▶ _Required work_:
Quote exactly and only this range of lines in the data below: the line that holds "pub fn with_strike(self, strike: Price)" to the line that holds "pub fn value(&self, price: Price)", both included.

[[ Records to use, beginning ]]

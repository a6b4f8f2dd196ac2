//! Vanilla call/put terminal payoff over a log-moneyness axis.

use std::fmt;
use std::str::FromStr;

use bsfd_core::{ensure, Error, Price, Real, Result};

/// Option type (call or put).
#[derive(Debug, Clone, Copy, PartialEq, Eq, Hash)]
pub enum OptionType {
    /// A call option (right to buy).
    Call,
    /// A put option (right to sell).
    Put,
}

impl OptionType {
    /// +1 for Call, −1 for Put.
    pub fn sign(self) -> Real {
        match self {
            OptionType::Call => 1.0,
            OptionType::Put => -1.0,
        }
    }
}

impl fmt::Display for OptionType {
    fn fmt(&self, f: &mut fmt::Formatter<'_>) -> fmt::Result {
        match self {
            OptionType::Call => write!(f, "call"),
            OptionType::Put => write!(f, "put"),
        }
    }
}

impl FromStr for OptionType {
    type Err = Error;

    /// Parses `"call"` / `"put"`, ignoring ASCII case. Anything else is an
    /// [`Error::UnsupportedPayoff`].
    fn from_str(s: &str) -> Result<Self> {
        if s.eq_ignore_ascii_case("call") {
            Ok(OptionType::Call)
        } else if s.eq_ignore_ascii_case("put") {
            Ok(OptionType::Put)
        } else {
            Err(Error::UnsupportedPayoff(s.to_string()))
        }
    }
}

/// Plain vanilla payoff `max(φ(S − K), 0)`, `φ = +1` for calls and `−1` for puts.
#[derive(Debug, Clone, Copy, PartialEq)]
pub struct VanillaPayoff {
    option_type: OptionType,
    strike: Price,
}

impl VanillaPayoff {
    /// Create a payoff; the strike must be positive and finite.
    pub fn new(option_type: OptionType, strike: Price) -> Result<Self> {
        ensure!(
            strike > 0.0 && strike.is_finite(),
            "strike must be positive, got {strike}"
        );
        Ok(Self {
            option_type,
            strike,
        })
    }

    /// Create a payoff from a type name such as `"call"` or `"put"`.
    pub fn parse(strike: Price, option_type: &str) -> Result<Self> {
        Self::new(option_type.parse()?, strike)
    }

    /// The option type.
    pub fn option_type(&self) -> OptionType {
        self.option_type
    }

    /// The strike.
    pub fn strike(&self) -> Price {
        self.strike
    }

    /// Same payoff with another strike.
    pub fn with_strike(self, strike: Price) -> Result<Self> {
        Self::new(self.option_type, strike)
    }

    /// Same strike with another option type.
    pub fn with_option_type(self, option_type: OptionType) -> Self {
        Self {
            option_type,
            ..self
        }
    }

    /// Intrinsic value at underlying price `price`.
    #[inline]
    pub fn value(&self, price: Price) -> Price {
        (self.option_type.sign() * (price - self.strike)).max(0.0)
    }

    /// Intrinsic values at `spot · e^{x_i}` for every offset.
    pub fn evaluate(&self, spot: Price, offsets: &[Real]) -> Vec<Price> {
        offsets.iter().map(|&x| self.value(spot * x.exp())).collect()
    }
}

impl fmt::Display for VanillaPayoff {
    fn fmt(&self, f: &mut fmt::Formatter<'_>) -> fmt::Result {
        write!(f, "{} @ {}", self.option_type, self.strike)
    }
}
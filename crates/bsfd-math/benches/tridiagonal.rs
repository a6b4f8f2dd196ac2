use bsfd_math::{trisolve, ConstTridiagonal};
use criterion::{black_box, criterion_group, criterion_main, Criterion};

fn bench_tridiagonal(c: &mut Criterion) {
    let n = 999;
    let target: Vec<f64> = (0..n).map(|i| (i as f64 * 0.01).sin()).collect();

    c.bench_function("trisolve (uncached, n=999)", |b| {
        b.iter(|| trisolve(-0.4, 1.9, -0.5, black_box(&target)))
    });

    let sys = ConstTridiagonal::new(-0.4, 1.9, -0.5, n).expect("well-posed system");
    let mut out = vec![0.0; n];
    c.bench_function("ConstTridiagonal::solve_into (cached, n=999)", |b| {
        b.iter(|| sys.solve_into(black_box(&target), &mut out))
    });
}

criterion_group!(benches, bench_tridiagonal);
criterion_main!(benches);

[[ Records to use, end ]]

▶ _Task solution_:
    pub fn with_strike(self, strike: Price) -> Result<Self> {
        Self::new(self.option_type, strike)
    }

    /// Same strike with another option type.
    pub fn with_option_type(self, option_type: OptionType) -> Self {
        Self {
            option_type,
            ..self
        }
    }

    /// Intrinsic value at underlying price `price`.
    #[inline]
    pub fn value(&self, price: Price) -> Price {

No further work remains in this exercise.